There's no immediate threat of a strike even though four unions have rejected deals the Biden administration helped broker before the original strike deadline in September. Those unions agreed to try to hash out a contract before a new Dec. 5 strike deadline. But those talks have deadlocked because the railroads refuse to add paid sick time to what they've already offered.

Railroad engineers voted Monday to join seven smaller unions in approving the deal, but conductors' union rejected its contract, joining three unions that previously voted no.

It appears increasingly likely that Congress will have to settle the dispute. Lawmakers have the power to impose contract terms, and hundreds of business groups have urged Congress and President Joe Biden to be ready to intervene.

White House press secretary Karine Jean-Pierre reiterated to reporters on Monday that Biden believes “a shutdown is unacceptable" but that “the best option is still for the parties to resolve this themselves.”

Workers frustrated with the demanding schedules and deep job cuts in the industry pushed to reject these contracts because they wouldn't do enough to resolve their quality-of-life concerns. The deals for the engineers and conductors did include a promise to improve the scheduling of regular days off and negotiate the details of those schedules further at each railroad.
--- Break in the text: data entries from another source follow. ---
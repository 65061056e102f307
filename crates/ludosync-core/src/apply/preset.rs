//! Apply path for filter presets

use crate::diff::preset as wire;
use crate::models::{FilterPreset, FilterPresetDto, ObjectType};
use crate::Result;

use super::ChangeApplier;

pub(super) async fn apply(applier: &ChangeApplier, object_id: i64) -> Result<()> {
    let dto = applier.transport.fetch_filter_preset(object_id).await?;
    if dto.removed {
        remove(applier, &dto)
    } else {
        save(applier, &dto)
    }
}

fn save(applier: &ChangeApplier, dto: &FilterPresetDto) -> Result<()> {
    let name = dto.name.as_deref().unwrap_or_default();
    let (mut preset, is_new, reassign_from) = match applier.store.filter_preset(dto.id) {
        Some(found) => (found, false, None),
        None => (
            FilterPreset::new(""),
            true,
            applier.store.filter_preset_by_name(name),
        ),
    };

    let changed = is_new || wire::differs(&preset, dto);
    wire::fill(&mut preset, dto);
    if !changed {
        tracing::debug!(id = %preset.id, "filter preset unchanged, skipping");
        return Ok(());
    }

    applier.grace.suppress(ObjectType::FilterPreset, preset.id);
    if is_new {
        tracing::info!(id = %preset.id, "saving new filter preset {}", preset.name);
        applier.store.add_filter_preset(preset);
    } else {
        tracing::info!(id = %preset.id, "saving filter preset {}", preset.name);
        applier.store.update_filter_preset(preset)?;
    }

    if let Some(old) = reassign_from {
        // nothing references a preset by id, the stale record just goes
        tracing::info!("reassigning filter preset {} to {}", old.id, dto.id);
        applier.grace.suppress(ObjectType::FilterPreset, old.id);
        applier.store.remove_filter_preset(old.id);
    }
    Ok(())
}

fn remove(applier: &ChangeApplier, dto: &FilterPresetDto) -> Result<()> {
    let name = dto.name.as_deref().unwrap_or_default();
    let matched = applier
        .store
        .filter_preset(dto.id)
        .filter(|preset| preset.name == name);
    applier.grace.suppress(ObjectType::FilterPreset, dto.id);
    if let Some(preset) = matched {
        tracing::info!(id = %dto.id, "removing filter preset {}", preset.name);
        applier.store.remove_filter_preset(dto.id);
    }
    Ok(())
}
Those two unions also received three unpaid days off a year to tend to medical needs as long they were scheduled at least 30 days in advance and the railroads said they wouldn't penalize workers who were hospitalized.

The railroads also lost out on their bid to cut crew sizes to one person as part of the negotiations. But the conductors in the Transportation Division of the International Association of Sheet Metal, Air, Rail and Transportation Workers union still narrowly rejected the deal. A small division of the SMART-TD union did approve it.
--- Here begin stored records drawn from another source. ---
//! Server transport contract
//!
//! [`SyncTransport`] is the seam between the sync core and the backend:
//! typed fetch/save/delete per object kind, the change feed endpoints, the
//! attachment endpoints and the live change stream. The production
//! implementation is [`HttpTransport`]; tests script the trait directly.
//!
//! Saves and deletes always carry the transport's client id so the server
//! can stamp the resulting change records; that stamp is what lets this
//! client recognize its own writes when they come back through the feed.

use std::path::Path;
use std::pin::Pin;

use async_trait::async_trait;
use futures::Stream;

use crate::models::{
    AttachmentKind, ChangeEnvelope, FilterPresetDto, GameChangeRequest, GameDiffDto, GameDto,
    NamedItemDto, NamedKind, ObjectType, PlatformDiffDto, PlatformDto,
};
use crate::Result;

mod http;
#[cfg(test)]
pub(crate) mod testing;

pub use http::HttpTransport;

/// Raw lines of an open change stream. Interpretation of the `data:` framing
/// belongs to the consumer loop, not the transport.
pub type ChangeStream = Pin<Box<dyn Stream<Item = Result<String>> + Send>>;

/// A binary attachment fetched from the server. The file name comes from the
/// response's content disposition when the server provides one.
#[derive(Debug, Clone, PartialEq, Eq)]
pub struct Attachment {
    pub bytes: Vec<u8>,
    pub file_name: Option<String>,
}

/// One file part of a multipart save. The part file name encodes the
/// attachment slot and the original extension, e.g. `Icon.png`.
#[derive(Debug, Clone, PartialEq, Eq)]
pub struct AttachmentUpload {
    pub kind: AttachmentKind,
    pub file_name: String,
    pub bytes: Vec<u8>,
}

impl AttachmentUpload {
    /// Build an upload for `kind`, carrying over the extension of the local
    /// storage handle the bytes came from.
    #[must_use]
    pub fn from_handle(kind: AttachmentKind, handle: &str, bytes: Vec<u8>) -> Self {
        let extension = Path::new(handle)
            .extension()
            .and_then(|ext| ext.to_str())
            .map(|ext| format!(".{ext}"))
            .unwrap_or_default();
        Self {
            kind,
            file_name: format!("{}{extension}", kind.field_name()),
            bytes,
        }
    }
}

/// Typed client for the synchronization backend.
#[async_trait]
pub trait SyncTransport: Send + Sync {
    /// The id this transport stamps on its own saves and deletes.
    fn client_id(&self) -> &str;

    /// The server address this transport talks to.
    fn server_address(&self) -> &str;

    /// Probe the health endpoint; a reachable server answers `OK`.
    async fn health(&self) -> Result<String>;

    async fn fetch_named(&self, kind: NamedKind, object_id: i64) -> Result<NamedItemDto>;
    async fn save_named(&self, kind: NamedKind, dto: &NamedItemDto) -> Result<()>;
    async fn delete_named(&self, kind: NamedKind, dto: &NamedItemDto) -> Result<()>;

    async fn fetch_platform(&self, object_id: i64) -> Result<PlatformDto>;
    async fn fetch_platform_diff(&self, object_id: i64) -> Result<PlatformDiffDto>;
    async fn save_platform(&self, dto: &PlatformDto, files: Vec<AttachmentUpload>) -> Result<()>;
    /// Save a platform diff. Only file parts named in the diff's
    /// `changedFields` are transmitted.
    async fn save_platform_diff(
        &self,
        dto: &PlatformDiffDto,
        files: Vec<AttachmentUpload>,
    ) -> Result<()>;
    async fn delete_platform(&self, dto: &PlatformDto) -> Result<()>;

    async fn fetch_game(&self, object_id: i64) -> Result<GameDto>;
    async fn fetch_game_diff(&self, object_id: i64) -> Result<GameDiffDto>;
    async fn save_game(&self, dto: &GameDto, files: Vec<AttachmentUpload>) -> Result<()>;
    /// Save a game diff. Only file parts named in the diff's `changedFields`
    /// are transmitted.
    async fn save_game_diff(&self, dto: &GameDiffDto, files: Vec<AttachmentUpload>) -> Result<()>;
    async fn delete_game(&self, dto: &GameDto) -> Result<()>;

    async fn fetch_filter_preset(&self, object_id: i64) -> Result<FilterPresetDto>;
    async fn save_filter_preset(&self, dto: &FilterPresetDto) -> Result<()>;
    async fn delete_filter_preset(&self, dto: &FilterPresetDto) -> Result<()>;

    /// Fetch one attachment of the object behind `object_id`. `Ok(None)`
    /// means the server holds no such file.
    async fn fetch_attachment(
        &self,
        target: ObjectType,
        object_id: i64,
        name: &str,
    ) -> Result<Option<Attachment>>;

    /// Every change the server knows, one synthetic envelope per live object.
    async fn fetch_all_changes(&self) -> Result<Vec<ChangeEnvelope>>;
    /// The sequenced changes after `last_change_id`, oldest first.
    async fn fetch_changes_since(&self, last_change_id: i64) -> Result<Vec<ChangeEnvelope>>;
    /// Synthetic envelopes for the requested set of games.
    async fn fetch_game_changes(&self, request: &GameChangeRequest) -> Result<Vec<ChangeEnvelope>>;

    /// Open the live change stream, resuming after `last_change_id`.
    async fn open_change_stream(&self, last_change_id: i64) -> Result<ChangeStream>;
}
“The ball is now in the railroads’ court. Let’s see what they do. They can settle this at the bargaining table,” SMART-TD President Jeremy Ferguson said. “But, the railroad executives who constantly complain about government interference and regularly bad-mouth regulators and Congress now want Congress to do the bargaining for them.”

Dennis Pierce, the president of the Brotherhood of Locomotive Engineers and Trainmen union, said the deal engineers ratified should help improve working conditions somewhat, but that the railroads must address workers' frustrations, especially after they cut nearly one-third of their jobs over the past six years as they overhauled their operations.

“When you’ve got to offer $20,000 to get somebody to go to work for the railroad in Lincoln, Nebraska, you’ve got a problem. People used to stand in line there,” Pierce said. “The reason for that is the word is out that if you go to work here, you’re not going to ever see your family.”

The railroads maintain that the deals with the unions should closely follow the recommendations made this summer by a special panel of arbitrators Biden appointed. That's part of the reason why they don't want to offer paid sick time. Plus, the railroads say the unions have agreed over the years to forgo paid sick time in favor of higher pay and strong short-term disability benefits.

The unions say it is long overdue for the railroads to offer paid sick time and that the pandemic highlighted the need for it.

The group that negotiates on behalf of the railroads that include Union Pacific, Norfolk Southern, BNSF, Kansas City Southern and CSX said Monday that the unions that rejected their deals shouldn't expect to receive more than the Presidential Emergency Board of arbitrators recommended.

It's unclear what Congress might do given the deep political divisions in Washington D.C. and a single lawmaker could hold up a resolution. But the head of the Association of American Railroads trade group, Ian Jefferies, said "if the remaining unions do not accept an agreement, Congress should be prepared to act and avoid a disastrous $2 billion a day hit to our economy.”